= Beginning of Section =
//! Tree Value Module
//!
//! JSON-like values as produced by decoding structured configuration.

use std::any::Any;
use std::collections::HashMap;
use std::fmt;
use std::sync::Arc;

use serde::de::{Deserialize, Deserializer};
use serde::ser::{Error as _, Serialize, SerializeMap, Serializer};

use crate::error::Error;
use crate::tree::deep_clone;

/// A mapping from string keys to tree values. Enumeration order carries
/// no meaning.
pub type Map = HashMap<String, Value>;

// == Opaque Value ==
/// Shared handle to state the tree does not model.
///
/// Cloning an `OpaqueValue` shares the same underlying state. Embedding
/// interior-mutable state here opts out of clone isolation.
#[derive(Clone)]
pub struct OpaqueValue(Arc<dyn Any + Send + Sync>);

impl OpaqueValue {
    /// Wraps `value` in a new shared handle.
    pub fn new<T: Any + Send + Sync>(value: T) -> Self {
        Self(Arc::new(value))
    }

    /// Wraps existing shared state without copying it.
    pub fn from_arc(value: Arc<dyn Any + Send + Sync>) -> Self {
        Self(value)
    }

    /// Returns the inner value if it is a `T`.
    pub fn downcast_ref<T: Any>(&self) -> Option<&T> {
        self.0.downcast_ref::<T>()
    }

    /// Returns true if both handles point at the same state.
    pub fn ptr_eq(&self, other: &Self) -> bool {
        Arc::ptr_eq(&self.0, &other.0)
    }
}

impl PartialEq for OpaqueValue {
    fn eq(&self, other: &Self) -> bool {
        self.ptr_eq(other)
    }
}

impl fmt::Debug for OpaqueValue {
    fn fmt(&self, f: &mut fmt::Formatter<'_>) -> fmt::Result {
        write!(f, "OpaqueValue({:p})", Arc::as_ptr(&self.0))
    }
}

// == Value ==
/// A JSON-like tree.
///
/// Sequences whose elements share one scalar kind have dedicated variants
/// so they can be copied as flat buffers.
#[derive(Debug, PartialEq, Default)]
pub enum Value {
    /// Absent value
    #[default]
    Null,
    Bool(bool),
    Int(i64),
    Float(f64),
    String(String),
    /// String-keyed mapping
    Map(Map),
    /// Heterogeneous sequence
    List(Vec<Value>),
    /// Sequence of strings
    Strings(Vec<String>),
    /// Sequence of integers
    Ints(Vec<i64>),
    /// Sequence of floats
    Floats(Vec<f64>),
    /// Sequence of booleans
    Bools(Vec<bool>),
    /// Unmodeled composite, shared by identity
    Opaque(OpaqueValue),
    /// Sequence of unmodeled composites
    OpaqueList(Vec<OpaqueValue>),
}

impl Value {
    /// Short name of the variant, for diagnostics.
    pub fn kind(&self) -> &'static str {
        match self {
            Value::Null => "null",
            Value::Bool(_) => "bool",
            Value::Int(_) => "int",
            Value::Float(_) => "float",
            Value::String(_) => "string",
            Value::Map(_) => "map",
            Value::List(_) => "list",
            Value::Strings(_) => "strings",
            Value::Ints(_) => "ints",
            Value::Floats(_) => "floats",
            Value::Bools(_) => "bools",
            Value::Opaque(_) => "opaque",
            Value::OpaqueList(_) => "opaque_list",
        }
    }

    pub fn is_null(&self) -> bool {
        matches!(self, Value::Null)
    }

    pub fn as_str(&self) -> Option<&str> {
        match self {
            Value::String(s) => Some(s),
            _ => None,
        }
    }

    pub fn as_i64(&self) -> Option<i64> {
        match self {
            Value::Int(i) => Some(*i),
            _ => None,
        }
    }

    pub fn as_map(&self) -> Option<&Map> {
        match self {
            Value::Map(m) => Some(m),
            _ => None,
        }
    }

    pub fn as_map_mut(&mut self) -> Option<&mut Map> {
        match self {
            Value::Map(m) => Some(m),
            _ => None,
        }
    }

    /// Converts to `serde_json::Value`. Fails on opaque content and
    /// non-finite floats.
    pub fn to_json(&self) -> Result<serde_json::Value, Error> {
        let mut path = String::from("$");
        to_json_at(self, &mut path)
    }
}

impl Clone for Value {
    fn clone(&self) -> Self {
        deep_clone(self)
    }
}

// == Conversions ==
impl From<&str> for Value {
    fn from(value: &str) -> Self {
        Value::String(value.to_string())
    }
}

impl From<String> for Value {
    fn from(value: String) -> Self {
        Value::String(value)
    }
}

impl From<bool> for Value {
    fn from(value: bool) -> Self {
        Value::Bool(value)
    }
}

impl From<i32> for Value {
    fn from(value: i32) -> Self {
        Value::Int(value.into())
    }
}

impl From<i64> for Value {
    fn from(value: i64) -> Self {
        Value::Int(value)
    }
}

impl From<f64> for Value {
    fn from(value: f64) -> Self {
        Value::Float(value)
    }
}

impl From<Map> for Value {
    fn from(value: Map) -> Self {
        Value::Map(value)
    }
}

impl From<Vec<Value>> for Value {
    fn from(value: Vec<Value>) -> Self {
        Value::List(value)
    }
}

impl From<Vec<String>> for Value {
    fn from(value: Vec<String>) -> Self {
        Value::Strings(value)
    }
}

impl From<Vec<&str>> for Value {
    fn from(value: Vec<&str>) -> Self {
        Value::Strings(value.into_iter().map(str::to_string).collect())
    }
}

impl From<Vec<i64>> for Value {
    fn from(value: Vec<i64>) -> Self {
        Value::Ints(value)
    }
}

impl From<Vec<f64>> for Value {
    fn from(value: Vec<f64>) -> Self {
        Value::Floats(value)
    }
}

impl From<Vec<bool>> for Value {
    fn from(value: Vec<bool>) -> Self {
        Value::Bools(value)
    }
}

impl From<OpaqueValue> for Value {
    fn from(value: OpaqueValue) -> Self {
        Value::Opaque(value)
    }
}

impl From<serde_json::Value> for Value {
    /// Arrays whose elements are all strings, all integers, all
    /// non-integer numbers, or all booleans become typed sequences. Integers
    /// beyond `i64` are carried as floats.
    fn from(value: serde_json::Value) -> Self {
        use serde_json::Value as Json;

        match value {
            Json::Null => Value::Null,
            Json::Bool(b) => Value::Bool(b),
            Json::Number(n) => match n.as_i64() {
                Some(i) => Value::Int(i),
                None => Value::Float(n.as_f64().unwrap_or(f64::NAN)),
            },
            Json::String(s) => Value::String(s),
            Json::Object(map) => {
                Value::Map(map.into_iter().map(|(k, v)| (k, Value::from(v))).collect())
            }
            Json::Array(items) => from_json_array(items),
        }
    }
}

fn from_json_array(items: Vec<serde_json::Value>) -> Value {
    use serde_json::Value as Json;

    if items.is_empty() {
        return Value::List(Vec::new());
    }

    if items.iter().all(Json::is_string) {
        let strings = items
            .into_iter()
            .filter_map(|item| match item {
                Json::String(s) => Some(s),
                _ => None,
            })
            .collect();
        return Value::Strings(strings);
    }
    if items.iter().all(Json::is_i64) {
        return Value::Ints(items.iter().filter_map(Json::as_i64).collect());
    }
    if items.iter().all(Json::is_f64) {
        return Value::Floats(items.iter().filter_map(Json::as_f64).collect());
    }
    if items.iter().all(Json::is_boolean) {
        return Value::Bools(items.iter().filter_map(Json::as_bool).collect());
    }

    Value::List(items.into_iter().map(Value::from).collect())
}

impl TryFrom<&Value> for serde_json::Value {
    type Error = Error;

    fn try_from(value: &Value) -> Result<Self, Self::Error> {
        value.to_json()
    }
}

fn float_to_json(f: f64, path: &str) -> Result<serde_json::Value, Error> {
    serde_json::Number::from_f64(f)
        .map(serde_json::Value::Number)
        .ok_or_else(|| Error::NonFiniteFloat(path.to_string()))
}

fn to_json_at(value: &Value, path: &mut String) -> Result<serde_json::Value, Error> {
    use serde_json::Value as Json;

    let json = match value {
        Value::Null => Json::Null,
        Value::Bool(b) => Json::Bool(*b),
        Value::Int(i) => Json::from(*i),
        Value::Float(f) => float_to_json(*f, path)?,
        Value::String(s) => Json::String(s.clone()),
        Value::Map(map) => {
            let mut out = serde_json::Map::new();
            for (key, item) in map {
                let len = path.len();
                path.push('.');
                path.push_str(key);
                out.insert(key.clone(), to_json_at(item, path)?);
                path.truncate(len);
            }
            Json::Object(out)
        }
        Value::List(items) => {
            let mut out = Vec::with_capacity(items.len());
            for (i, item) in items.iter().enumerate() {
                let len = path.len();
                path.push_str(&format!("[{i}]"));
                out.push(to_json_at(item, path)?);
                path.truncate(len);
            }
            Json::Array(out)
        }
        Value::Strings(items) => Json::from(items.clone()),
        Value::Ints(items) => Json::from(items.clone()),
        Value::Floats(items) => Json::Array(
            items
                .iter()
                .enumerate()
                .map(|(i, f)| float_to_json(*f, &format!("{path}[{i}]")))
                .collect::<Result<_, _>>()?,
        ),
        Value::Bools(items) => Json::from(items.clone()),
        Value::Opaque(_) | Value::OpaqueList(_) => {
            return Err(Error::OpaqueValue(path.clone()));
        }
    };
    Ok(json)
}

// == Serde ==
impl Serialize for Value {
    fn serialize<S: Serializer>(&self, serializer: S) -> Result<S::Ok, S::Error> {
        match self {
            Value::Null => serializer.serialize_unit(),
            Value::Bool(b) => serializer.serialize_bool(*b),
            Value::Int(i) => serializer.serialize_i64(*i),
            Value::Float(f) => serializer.serialize_f64(*f),
            Value::String(s) => serializer.serialize_str(s),
            Value::Map(map) => {
                // Sorted so serialized output is stable
                let mut entries: Vec<_> = map.iter().collect();
                entries.sort_by(|a, b| a.0.cmp(b.0));

                let mut out = serializer.serialize_map(Some(entries.len()))?;
                for (key, item) in entries {
                    out.serialize_entry(key, item)?;
                }
                out.end()
            }
            Value::List(items) => items.serialize(serializer),
            Value::Strings(items) => items.serialize(serializer),
            Value::Ints(items) => items.serialize(serializer),
            Value::Floats(items) => items.serialize(serializer),
            Value::Bools(items) => items.serialize(serializer),
            Value::Opaque(_) | Value::OpaqueList(_) => Err(S::Error::custom(
                "opaque values cannot be serialized",
            )),
        }
    }
}

impl<'de> Deserialize<'de> for Value {
    fn deserialize<D: Deserializer<'de>>(deserializer: D) -> Result<Self, D::Error> {
        serde_json::Value::deserialize(deserializer).map(Value::from)
    }
}

#[cfg(test)]
mod tests {
    use super::*;
    use serde_json::json;

    #[test]
    fn test_from_json_typed_arrays() {
        let value = Value::from(json!({
            "tags": ["dev", "test"],
            "ports": [80, 443],
            "ratios": [0.5, 1.5],
            "flags": [true, false],
            "mixed": [1, "two", {"three": 3}],
            "numbers": [1, 2.5],
            "empty": []
        }));

        let map = value.as_map().unwrap();
        assert_eq!(map["tags"], Value::from(vec!["dev", "test"]));
        assert_eq!(map["ports"], Value::Ints(vec![80, 443]));
        assert_eq!(map["ratios"], Value::Floats(vec![0.5, 1.5]));
        assert_eq!(map["flags"], Value::Bools(vec![true, false]));
        assert_eq!(map["mixed"].kind(), "list");
        assert_eq!(map["numbers"].kind(), "list");
        assert_eq!(map["empty"], Value::List(Vec::new()));
    }

    #[test]
    fn test_to_json_round_trip() {
        let source = json!({
            "kind": "Deployment",
            "spec": {"replicas": 3, "ports": [80], "env": [{"name": "A"}]},
            "enabled": true,
            "nothing": null
        });

        let value = Value::from(source.clone());
        assert_eq!(value.to_json().unwrap(), source);
        assert_eq!(serde_json::Value::try_from(&value).unwrap(), source);
    }

    #[test]
    fn test_to_json_rejects_opaque() {
        let mut inner = Map::new();
        inner.insert("handle".to_string(), Value::Opaque(OpaqueValue::new(5u8)));
        let mut map = Map::new();
        map.insert("spec".to_string(), Value::Map(inner));

        let err = Value::Map(map).to_json().unwrap_err();
        assert!(matches!(err, Error::OpaqueValue(path) if path == "$.spec.handle"));
    }

    #[test]
    fn test_to_json_rejects_nan() {
        let value = Value::List(vec![Value::Int(1), Value::Float(f64::NAN)]);

        let err = value.to_json().unwrap_err();
        assert!(matches!(err, Error::NonFiniteFloat(path) if path == "$[1]"));
    }

    #[test]
    fn test_serialize_is_sorted() {
        let mut map = Map::new();
        map.insert("b".to_string(), Value::from(2));
        map.insert("a".to_string(), Value::from(1));

        let text = serde_json::to_string(&Value::Map(map)).unwrap();
        assert_eq!(text, r#"{"a":1,"b":2}"#);
    }

    #[test]
    fn test_deserialize() {
        let value: Value = serde_json::from_str(r#"{"names": ["a", "b"]}"#).unwrap();
        assert_eq!(value.as_map().unwrap()["names"], Value::from(vec!["a", "b"]));
    }

    #[test]
    fn test_opaque_equality_is_identity() {
        let a = OpaqueValue::new(1u32);
        let b = OpaqueValue::new(1u32);

        assert_eq!(a, a.clone());
        assert_ne!(a, b);
        assert_eq!(a.downcast_ref::<u32>(), Some(&1));
    }

    #[test]
    fn test_default_is_null() {
        assert_eq!(Value::default(), Value::Null);
        assert!(Value::default().is_null());
    }
}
= End of Section =
Your answer must consist of every line in the listing that contains "derive".

▶ [Task response]:
#[derive(Clone)]
#[derive(Debug, PartialEq, Default)]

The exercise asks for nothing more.